WORK ORDER: Your answer should hold every line of the records below that contains the string "callers".

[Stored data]
-------------------------
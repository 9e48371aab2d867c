//! Key/value cache abstraction
//!
//! Cached resource payloads and rate-limit counters live in a shared cache.
//! `add` and `decrement` must be atomic in the backend: the rate limiter
//! relies on them and takes no locks of its own.

use crate::core::error::CacheError;
use async_trait::async_trait;
use serde_json::Value;
use std::time::Duration;

/// Result type for cache operations
pub type CacheResult<T> = Result<T, CacheError>;

#[async_trait]
pub trait CacheBackend: Send + Sync {
    /// Read a live entry
    async fn get(&self, key: &str) -> CacheResult<Option<Value>>;

    /// Store `value` under `key` for `ttl`
    async fn set(&self, key: &str, value: Value, ttl: Duration) -> CacheResult<()>;

    /// Store `value` only if `key` holds no live entry; returns whether it was stored
    async fn add(&self, key: &str, value: Value, ttl: Duration) -> CacheResult<bool>;

    /// Atomically decrement an integer entry and return the new value
    ///
    /// Fails with [`CacheError::MissingKey`] if the key is absent or expired.
    async fn decrement(&self, key: &str) -> CacheResult<i64>;

    /// Drop an entry
    async fn delete(&self, key: &str) -> CacheResult<()>;
}
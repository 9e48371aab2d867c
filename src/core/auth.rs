//! Caller identity and request context
//!
//! Every resource instance is bound to one [`RequestContext`]: who is calling
//! and what they submitted. Permission predicates and rate limiting read the
//! identity from here.

use async_trait::async_trait;
use axum::http::HeaderMap;
use serde_json::{Map, Value};

/// Identity of the caller
#[derive(Debug, Clone, PartialEq)]
pub enum AuthContext {
    /// Authenticated user
    User { user_id: i64, roles: Vec<String> },

    /// Service-to-service communication
    Service { service_name: String },

    /// System administrator
    Admin { admin_id: i64 },

    /// No authentication (public access)
    Anonymous,
}

impl AuthContext {
    pub fn user(user_id: i64) -> Self {
        AuthContext::User {
            user_id,
            roles: Vec::new(),
        }
    }

    /// Whether the caller carries any authenticated identity
    pub fn is_authenticated(&self) -> bool {
        !matches!(self, AuthContext::Anonymous)
    }

    pub fn is_admin(&self) -> bool {
        matches!(self, AuthContext::Admin { .. })
    }

    pub fn is_service(&self) -> bool {
        matches!(self, AuthContext::Service { .. })
    }

    /// Get user_id if available
    pub fn user_id(&self) -> Option<i64> {
        match self {
            AuthContext::User { user_id, .. } => Some(*user_id),
            AuthContext::Admin { admin_id } => Some(*admin_id),
            _ => None,
        }
    }

    pub fn has_role(&self, role: &str) -> bool {
        match self {
            AuthContext::User { roles, .. } => roles.iter().any(|r| r == role),
            _ => false,
        }
    }
}

/// Declarative authorization policy
///
/// Policies are turned into method-level permission predicates with
/// [`permission::policy`](crate::core::permission::policy).
#[derive(Debug, Clone)]
pub enum AuthPolicy {
    /// Public access (no auth required)
    Public,

    /// Any authenticated caller
    Authenticated,

    /// User must have one of these roles
    HasRole(Vec<String>),

    /// Service-to-service only
    ServiceOnly,

    /// Admin only
    AdminOnly,

    /// Combination of policies (AND)
    And(Vec<AuthPolicy>),

    /// Combination of policies (OR)
    Or(Vec<AuthPolicy>),

    /// Custom policy function
    Custom(fn(&AuthContext) -> bool),
}

impl AuthPolicy {
    /// Check if auth context satisfies this policy
    pub fn check(&self, context: &AuthContext) -> bool {
        match self {
            AuthPolicy::Public => true,
            AuthPolicy::Authenticated => context.is_authenticated(),
            AuthPolicy::HasRole(required) => required.iter().any(|r| context.has_role(r)),
            AuthPolicy::ServiceOnly => context.is_service(),
            AuthPolicy::AdminOnly => context.is_admin(),
            AuthPolicy::And(policies) => policies.iter().all(|p| p.check(context)),
            AuthPolicy::Or(policies) => policies.iter().any(|p| p.check(context)),
            AuthPolicy::Custom(f) => f(context),
        }
    }
}

/// Resolves the caller of an HTTP request
#[async_trait]
pub trait AuthProvider: Send + Sync {
    /// Extract auth context from HTTP request headers
    async fn extract_context(&self, headers: &HeaderMap) -> AuthContext;
}

/// Default no-auth provider (for development)
#[derive(Debug, Clone, Copy, Default)]
pub struct NoAuthProvider;

#[async_trait]
impl AuthProvider for NoAuthProvider {
    async fn extract_context(&self, _headers: &HeaderMap) -> AuthContext {
        AuthContext::Anonymous
    }
}

/// Trusts a user id header set by an upstream gateway
///
/// Missing or malformed ids make the caller anonymous.
#[derive(Debug, Clone)]
pub struct UserHeaderAuthProvider {
    header: String,
}

impl UserHeaderAuthProvider {
    pub fn new(header: impl Into<String>) -> Self {
        Self {
            header: header.into(),
        }
    }
}

impl Default for UserHeaderAuthProvider {
    fn default() -> Self {
        Self::new("x-user-id")
    }
}

#[async_trait]
impl AuthProvider for UserHeaderAuthProvider {
    async fn extract_context(&self, headers: &HeaderMap) -> AuthContext {
        headers
            .get(self.header.as_str())
            .and_then(|v| v.to_str().ok())
            .and_then(|v| v.trim().parse::<i64>().ok())
            .map(AuthContext::user)
            .unwrap_or(AuthContext::Anonymous)
    }
}

/// Everything a resource knows about the request it serves
#[derive(Debug, Clone, PartialEq)]
pub struct RequestContext {
    pub auth: AuthContext,
    /// Submitted form data (the request body)
    pub data: Map<String, Value>,
}

impl RequestContext {
    pub fn new(auth: AuthContext) -> Self {
        Self {
            auth,
            data: Map::new(),
        }
    }

    pub fn anonymous() -> Self {
        Self::new(AuthContext::Anonymous)
    }

    pub fn for_user(user_id: i64) -> Self {
        Self::new(AuthContext::user(user_id))
    }

    pub fn with_data(mut self, data: Map<String, Value>) -> Self {
        self.data = data;
        self
    }
}

impl Default for RequestContext {
    fn default() -> Self {
        Self::anonymous()
    }
}
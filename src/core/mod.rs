//! Core module containing the resource engine and the interfaces it consumes

pub mod auth;
pub mod cache;
pub mod error;
pub mod field;
pub mod form;
pub mod method;
pub mod permission;
pub mod query;
pub mod resource;
pub mod response;
pub mod stage;
pub mod store;
pub mod validation;

pub use auth::{AuthContext, AuthPolicy, AuthProvider, NoAuthProvider, RequestContext};
pub use cache::CacheBackend;
pub use error::{ApiError, ApiErrorKind, SileoError, SileoResult};
pub use field::{CollectionMode, Converter, FieldDescriptor, ResourceRef};
pub use form::{FieldKind, Form, FormField, FormSpec};
pub use method::{Method, MethodCall};
pub use permission::Verdict;
pub use query::{FilterArgs, Filters, Query, QuerySet};
pub use resource::{Resource, ResourceDefinition};
pub use response::Envelope;
pub use stage::{LoginRequired, MethodLoginRequired, PartialCache, RateLimit, ResourceStage};
pub use store::{ModelSchema, ObjectStore, Record, Relation};
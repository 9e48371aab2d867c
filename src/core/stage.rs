//! Opt-in behaviour composed into a resource
//!
//! Stages hook into three points of a dispatch: before the permission gate
//! ([`ResourceStage::before_dispatch`]), inside it after the method-level
//! predicates ([`ResourceStage::check_perm`]) and after fields are resolved
//! ([`ResourceStage::after_resolve_fields`]). A definition runs its stages in
//! the order they were added.

use crate::core::error::{ApiError, CacheError, ConfigError, SileoResult};
use crate::core::field::FieldDescriptor;
use crate::core::method::{Method, MethodCall};
use crate::core::resource::Resource;
use crate::core::store::Record;
use async_trait::async_trait;
use serde_json::{Map, Value};
use std::sync::Arc;
use std::time::Duration;
use tracing::{debug, warn};

const AUTHENTICATION_REQUIRED: &str = "Authentication is required.";
const RATE_LIMIT_REACHED: &str = "You have reached the rate limit!";

#[async_trait]
pub trait ResourceStage: Send + Sync {
    /// Runs once the method is known to be enabled, before any permission check
    async fn before_dispatch(&self, _resource: &Resource, _call: &MethodCall) -> SileoResult<()> {
        Ok(())
    }

    /// Runs after the method-level predicates passed
    fn check_perm(&self, _resource: &Resource, _method: Method) -> Result<(), ApiError> {
        Ok(())
    }

    /// May rewrite the resolved payload of `record`
    async fn after_resolve_fields(
        &self,
        _resource: &Resource,
        _record: &Record,
        _data: &mut Map<String, Value>,
    ) -> SileoResult<()> {
        Ok(())
    }

    /// Whether the stage turns payload caching on for its resource
    fn requires_cache(&self) -> bool {
        false
    }
}

fn authentication_required() -> ApiError {
    ApiError::permission_denied().with_detail(AUTHENTICATION_REQUIRED)
}

// =============================================================================
// Authentication gates
// =============================================================================

/// Deny every method to anonymous callers
#[derive(Debug, Clone, Copy, Default)]
pub struct LoginRequired;

impl ResourceStage for LoginRequired {
    fn check_perm(&self, resource: &Resource, _method: Method) -> Result<(), ApiError> {
        if resource.context().auth.is_authenticated() {
            Ok(())
        } else {
            Err(authentication_required())
        }
    }
}

/// Deny the listed methods to anonymous callers
#[derive(Debug, Clone, Default)]
pub struct MethodLoginRequired {
    methods: Vec<Method>,
}

impl MethodLoginRequired {
    pub fn new(methods: impl IntoIterator<Item = Method>) -> Self {
        Self {
            methods: methods.into_iter().collect(),
        }
    }
}

impl ResourceStage for MethodLoginRequired {
    fn check_perm(&self, resource: &Resource, method: Method) -> Result<(), ApiError> {
        if self.methods.contains(&method) && !resource.context().auth.is_authenticated() {
            return Err(authentication_required());
        }
        Ok(())
    }
}

// =============================================================================
// Rate limiting
// =============================================================================

/// Derives the per-caller part of a rate-limit key
pub type RateLimitKeyFn = Arc<dyn Fn(&Resource, &MethodCall) -> String + Send + Sync>;

/// Limit calls of some methods to `quota` per `window` for each caller
///
/// The counter lives in the shared cache under
/// `<prefix>_<resource>_<method>_<caller>` and relies on the backend's atomic
/// `add` and `decrement`.
#[derive(Clone)]
pub struct RateLimit {
    methods: Vec<Method>,
    quota: i64,
    window: Duration,
    key: Option<RateLimitKeyFn>,
}

impl RateLimit {
    pub fn new(methods: impl IntoIterator<Item = Method>, quota: i64, window: Duration) -> Self {
        Self {
            methods: methods.into_iter().collect(),
            quota,
            window,
            key: None,
        }
    }

    /// Build from a `"<count>/<seconds>"` rate such as `"1/1"`
    pub fn from_rate(
        methods: impl IntoIterator<Item = Method>,
        rate: &str,
    ) -> Result<Self, ConfigError> {
        let (quota, window) = parse_rate(rate)?;
        Ok(Self::new(methods, quota, window))
    }

    /// Replace the caller key, which defaults to the user id
    pub fn with_key<F>(mut self, key: F) -> Self
    where
        F: Fn(&Resource, &MethodCall) -> String + Send + Sync + 'static,
    {
        self.key = Some(Arc::new(key));
        self
    }

    pub fn quota(&self) -> i64 {
        self.quota
    }

    pub fn window(&self) -> Duration {
        self.window
    }

    fn caller_key(&self, resource: &Resource, call: &MethodCall) -> String {
        match &self.key {
            Some(key) => key(resource, call),
            None => resource
                .context()
                .auth
                .user_id()
                .map(|id| id.to_string())
                .unwrap_or_else(|| "anonymous".to_string()),
        }
    }

    /// Full cache key of the counter for `call`
    pub fn cache_key(&self, resource: &Resource, call: &MethodCall) -> String {
        format!(
            "{}_{}_{}_{}",
            resource.host().config.rate_limit_prefix,
            resource.name(),
            call.method(),
            self.caller_key(resource, call)
        )
    }
}

/// Parse `"<count>/<seconds>"`
pub fn parse_rate(rate: &str) -> Result<(i64, Duration), ConfigError> {
    let invalid = || ConfigError::InvalidRate {
        rate: rate.to_string(),
    };
    let (count, seconds) = rate.split_once('/').ok_or_else(invalid)?;
    let count: i64 = count.trim().parse().map_err(|_| invalid())?;
    let seconds: u64 = seconds.trim().parse().map_err(|_| invalid())?;
    if count <= 0 || seconds == 0 {
        return Err(invalid());
    }
    Ok((count, Duration::from_secs(seconds)))
}

#[async_trait]
impl ResourceStage for RateLimit {
    async fn before_dispatch(&self, resource: &Resource, call: &MethodCall) -> SileoResult<()> {
        if !self.methods.contains(&call.method()) {
            return Ok(());
        }
        let cache = &resource.host().cache;
        let key = self.cache_key(resource, call);

        if cache.add(&key, Value::from(self.quota), self.window).await? {
            debug!(key = %key, quota = self.quota, "rate limit counter seeded");
            return Ok(());
        }
        let remaining = match cache.decrement(&key).await {
            Ok(value) => value,
            Err(CacheError::MissingKey { .. }) => {
                // expired between add and decrement
                cache.add(&key, Value::from(self.quota), self.window).await?;
                1
            }
            Err(e) => return Err(e.into()),
        };
        if remaining <= 0 {
            warn!(key = %key, resource = %resource.name(), "rate limit reached");
            return Err(ApiError::permission_denied()
                .with_detail(RATE_LIMIT_REACHED)
                .into());
        }
        Ok(())
    }
}

// =============================================================================
// Partial caching
// =============================================================================

/// Cache the payload but always recompute some fields
///
/// Fields served by other cached resources still come from their caches.
#[derive(Debug, Clone, Default)]
pub struct PartialCache {
    uncached_fields: Vec<FieldDescriptor>,
}

impl PartialCache {
    pub fn new<I, F>(fields: I) -> Self
    where
        I: IntoIterator<Item = F>,
        F: Into<FieldDescriptor>,
    {
        Self {
            uncached_fields: fields.into_iter().map(Into::into).collect(),
        }
    }

    pub fn uncached_fields(&self) -> &[FieldDescriptor] {
        &self.uncached_fields
    }
}

#[async_trait]
impl ResourceStage for PartialCache {
    async fn after_resolve_fields(
        &self,
        resource: &Resource,
        record: &Record,
        data: &mut Map<String, Value>,
    ) -> SileoResult<()> {
        for field in &self.uncached_fields {
            let (key, value) = resource.resolve_field(field, record).await?;
            data.insert(key, value);
        }
        Ok(())
    }

    fn requires_cache(&self) -> bool {
        true
    }
}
-------------------------
RESPONSE:
/// Deny every method to anonymous callers
/// Deny the listed methods to anonymous callers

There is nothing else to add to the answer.